Problem to work on:
Only one stretch of the data below should be repeated: the lines from the line containing "bound.bind_this(alias);" through the line containing "impl From<Value> for", inclusive, exactly as they are.

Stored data
use crate::stmt::{Expr, Select};

/// Tests whether a subquery returns any rows.
///
/// # Examples
///
/// ```text
/// exists(subquery)      // returns `true` if subquery has results
/// not_exists(subquery)  // returns `true` if subquery has no results
/// ```
#[derive(Debug, Clone, PartialEq)]
pub struct ExprExists {
    /// The subquery to check.
    pub subquery: Box<Select>,

    /// When `true`, this is a "not exists" check.
    pub negated: bool,
}

impl Expr {
    pub fn exists(subquery: impl Into<Select>) -> Expr {
        Expr::Exists(ExprExists {
            subquery: Box::new(subquery.into()),
            negated: false,
        })
    }

    pub fn not_exists(subquery: impl Into<Select>) -> Expr {
        Expr::Exists(ExprExists {
            subquery: Box::new(subquery.into()),
            negated: true,
        })
    }
}

impl From<ExprExists> for Expr {
    fn from(value: ExprExists) -> Self {
        Self::Exists(value)
    }
}
use super::{Comma, Formatter, Params, ToSql};

use quire_core::stmt;

impl ToSql for &stmt::Value {
    fn to_sql<P: Params>(self, f: &mut Formatter<'_, P>) {
        use stmt::Value::*;

        match self {
            Null => fmt!(f, "NULL"),
            Bool(true) => fmt!(f, "TRUE"),
            Bool(false) => fmt!(f, "FALSE"),
            List(values) => fmt!(f, "(" Comma(values) ")"),
            value => {
                let placeholder = f.params.push(value);
                fmt!(f, placeholder)
            }
        }
    }
}
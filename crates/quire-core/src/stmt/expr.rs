use super::*;
use std::fmt;

#[derive(Clone, PartialEq)]
pub enum Expr {
    /// AND a set of boolean expressions
    And(ExprAnd),

    /// Array overlap / containment test
    Array(ExprArray),

    /// Binary expression
    BinaryOp(ExprBinaryOp),

    /// First non-null operand
    Coalesce(ExprCoalesce),

    /// References a column of a table in the statement
    Column(ExprColumn),

    /// Whether a subquery returns any rows
    Exists(ExprExists),

    /// Scalar function call
    Func(ExprFunc),

    /// In list
    InList(ExprInList),

    /// Whether an expression is (or is not) null. This is different from a
    /// binary expression because of how databases treat null comparisons.
    IsNull(ExprIsNull),

    /// Pattern match
    Like(ExprLike),

    /// Negates a boolean expression
    Not(ExprNot),

    /// OR a set of boolean expressions
    Or(ExprOr),

    /// Evaluates to a constant value
    Value(Value),
}

impl Expr {
    /// Returns true if the expression is the `true` boolean expression
    pub fn is_true(&self) -> bool {
        matches!(self, Self::Value(Value::Bool(true)))
    }

    /// Rewrites every [`TableRef::This`] column reference to point at `alias`.
    ///
    /// Computed expressions are declared against "the current row" and are
    /// bound to a concrete table alias when a query uses them.
    pub fn bind_this(&mut self, alias: &str) {
        struct BindThis<'a>(&'a str);

        impl VisitMut for BindThis<'_> {
            fn visit_expr_column_mut(&mut self, i: &mut ExprColumn) {
                if i.table.is_this() {
                    i.table = TableRef::Alias(self.0.to_string());
                }
            }
        }

        BindThis(alias).visit_expr_mut(self);
    }

    /// Returns a copy of the expression bound to `alias`. See [`Expr::bind_this`].
    pub fn bound_to(&self, alias: &str) -> Self {
        let mut bound = self.clone();
        bound.bind_this(alias);
        bound
    }
}

impl Default for Expr {
    fn default() -> Self {
        Self::Value(Value::default())
    }
}

// === Conversions ===

impl From<bool> for Expr {
    fn from(value: bool) -> Self {
        Self::Value(Value::from(value))
    }
}

impl From<i64> for Expr {
    fn from(value: i64) -> Self {
        Self::Value(value.into())
    }
}

impl From<String> for Expr {
    fn from(value: String) -> Self {
        Self::Value(value.into())
    }
}

impl From<&str> for Expr {
    fn from(value: &str) -> Self {
        Self::Value(value.into())
    }
}

impl From<Value> for Expr {
    fn from(value: Value) -> Self {
        Self::Value(value)
    }
}

impl fmt::Debug for Expr {
    fn fmt(&self, f: &mut fmt::Formatter<'_>) -> fmt::Result {
        match self {
            Self::And(e) => e.fmt(f),
            Self::Array(e) => e.fmt(f),
            Self::BinaryOp(e) => e.fmt(f),
            Self::Coalesce(e) => e.fmt(f),
            Self::Column(e) => e.fmt(f),
            Self::Exists(e) => e.fmt(f),
            Self::Func(e) => e.fmt(f),
            Self::InList(e) => e.fmt(f),
            Self::IsNull(e) => e.fmt(f),
            Self::Like(e) => e.fmt(f),
            Self::Not(e) => e.fmt(f),
            Self::Or(e) => e.fmt(f),
            Self::Value(e) => e.fmt(f),
        }
    }
}
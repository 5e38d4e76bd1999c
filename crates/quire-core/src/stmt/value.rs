use serde_json::Value as Json;

#[derive(Debug, Default, Clone, PartialEq)]
pub enum Value {
    /// Null value
    #[default]
    Null,

    /// Boolean value
    Bool(bool),

    /// Signed 64-bit integer
    I64(i64),

    /// 64-bit floating point number
    F64(f64),

    /// String value
    String(String),

    /// Structured value, stored as JSON
    Json(Json),

    /// A list of values, used by `IN` lists and array operators
    List(Vec<Value>),
}

impl Value {
    /// Returns a `Value` representing null
    pub const fn null() -> Self {
        Self::Null
    }

    pub const fn is_null(&self) -> bool {
        matches!(self, Self::Null)
    }

    pub fn is_list(&self) -> bool {
        matches!(self, Self::List(_))
    }

    pub fn as_str(&self) -> Option<&str> {
        match self {
            Self::String(v) => Some(&**v),
            _ => None,
        }
    }

    pub fn as_list(&self) -> Option<&[Value]> {
        match self {
            Self::List(items) => Some(items),
            _ => None,
        }
    }

    /// Converts a JSON value taken from a filter into a statement value.
    ///
    /// Arrays become lists; objects stay structured.
    pub fn from_json(json: &Json) -> Self {
        match json {
            Json::Null => Self::Null,
            Json::Bool(v) => Self::Bool(*v),
            Json::Number(n) => match n.as_i64() {
                Some(v) => Self::I64(v),
                None => Self::F64(n.as_f64().unwrap_or(f64::NAN)),
            },
            Json::String(v) => Self::String(v.clone()),
            Json::Array(items) => Self::List(items.iter().map(Self::from_json).collect()),
            Json::Object(_) => Self::Json(json.clone()),
        }
    }

    /// Converts the value into JSON for handing records to callers.
    pub fn to_json(&self) -> Json {
        match self {
            Self::Null => Json::Null,
            Self::Bool(v) => Json::Bool(*v),
            Self::I64(v) => Json::from(*v),
            Self::F64(v) => serde_json::Number::from_f64(*v)
                .map(Json::Number)
                .unwrap_or(Json::Null),
            Self::String(v) => Json::String(v.clone()),
            Self::Json(v) => v.clone(),
            Self::List(items) => Json::Array(items.iter().map(Self::to_json).collect()),
        }
    }
}

impl From<bool> for Value {
    fn from(value: bool) -> Self {
        Self::Bool(value)
    }
}

impl From<i64> for Value {
    fn from(value: i64) -> Self {
        Self::I64(value)
    }
}

impl From<&i64> for Value {
    fn from(value: &i64) -> Self {
        Self::I64(*value)
    }
}

impl From<i32> for Value {
    fn from(value: i32) -> Self {
        Self::I64(value.into())
    }
}

impl From<f64> for Value {
    fn from(value: f64) -> Self {
        Self::F64(value)
    }
}

impl From<String> for Value {
    fn from(value: String) -> Self {
        Self::String(value)
    }
}

impl From<&String> for Value {
    fn from(value: &String) -> Self {
        Self::String(value.clone())
    }
}

impl From<&str> for Value {
    fn from(value: &str) -> Self {
        Self::String(value.to_owned())
    }
}

impl From<Json> for Value {
    fn from(value: Json) -> Self {
        Self::from_json(&value)
    }
}

impl<T> From<Option<T>> for Value
where
    Value: From<T>,
{
    fn from(value: Option<T>) -> Self {
        match value {
            Some(value) => Self::from(value),
            None => Self::Null,
        }
    }
}

impl<T> From<Vec<T>> for Value
where
    Value: From<T>,
{
    fn from(value: Vec<T>) -> Self {
        Self::List(value.into_iter().map(Self::from).collect())
    }
}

Exercise response:
        bound.bind_this(alias);
        bound
    }
}

impl Default for Expr {
    fn default() -> Self {
        Self::Value(Value::default())
    }
}

// === Conversions ===

impl From<bool> for Expr {
    fn from(value: bool) -> Self {
        Self::Value(Value::from(value))
    }
}

impl From<i64> for Expr {
    fn from(value: i64) -> Self {
        Self::Value(value.into())
    }
}

impl From<String> for Expr {
    fn from(value: String) -> Self {
        Self::Value(value.into())
    }
}

impl From<&str> for Expr {
    fn from(value: &str) -> Self {
        Self::Value(value.into())
    }
}

impl From<Value> for Expr {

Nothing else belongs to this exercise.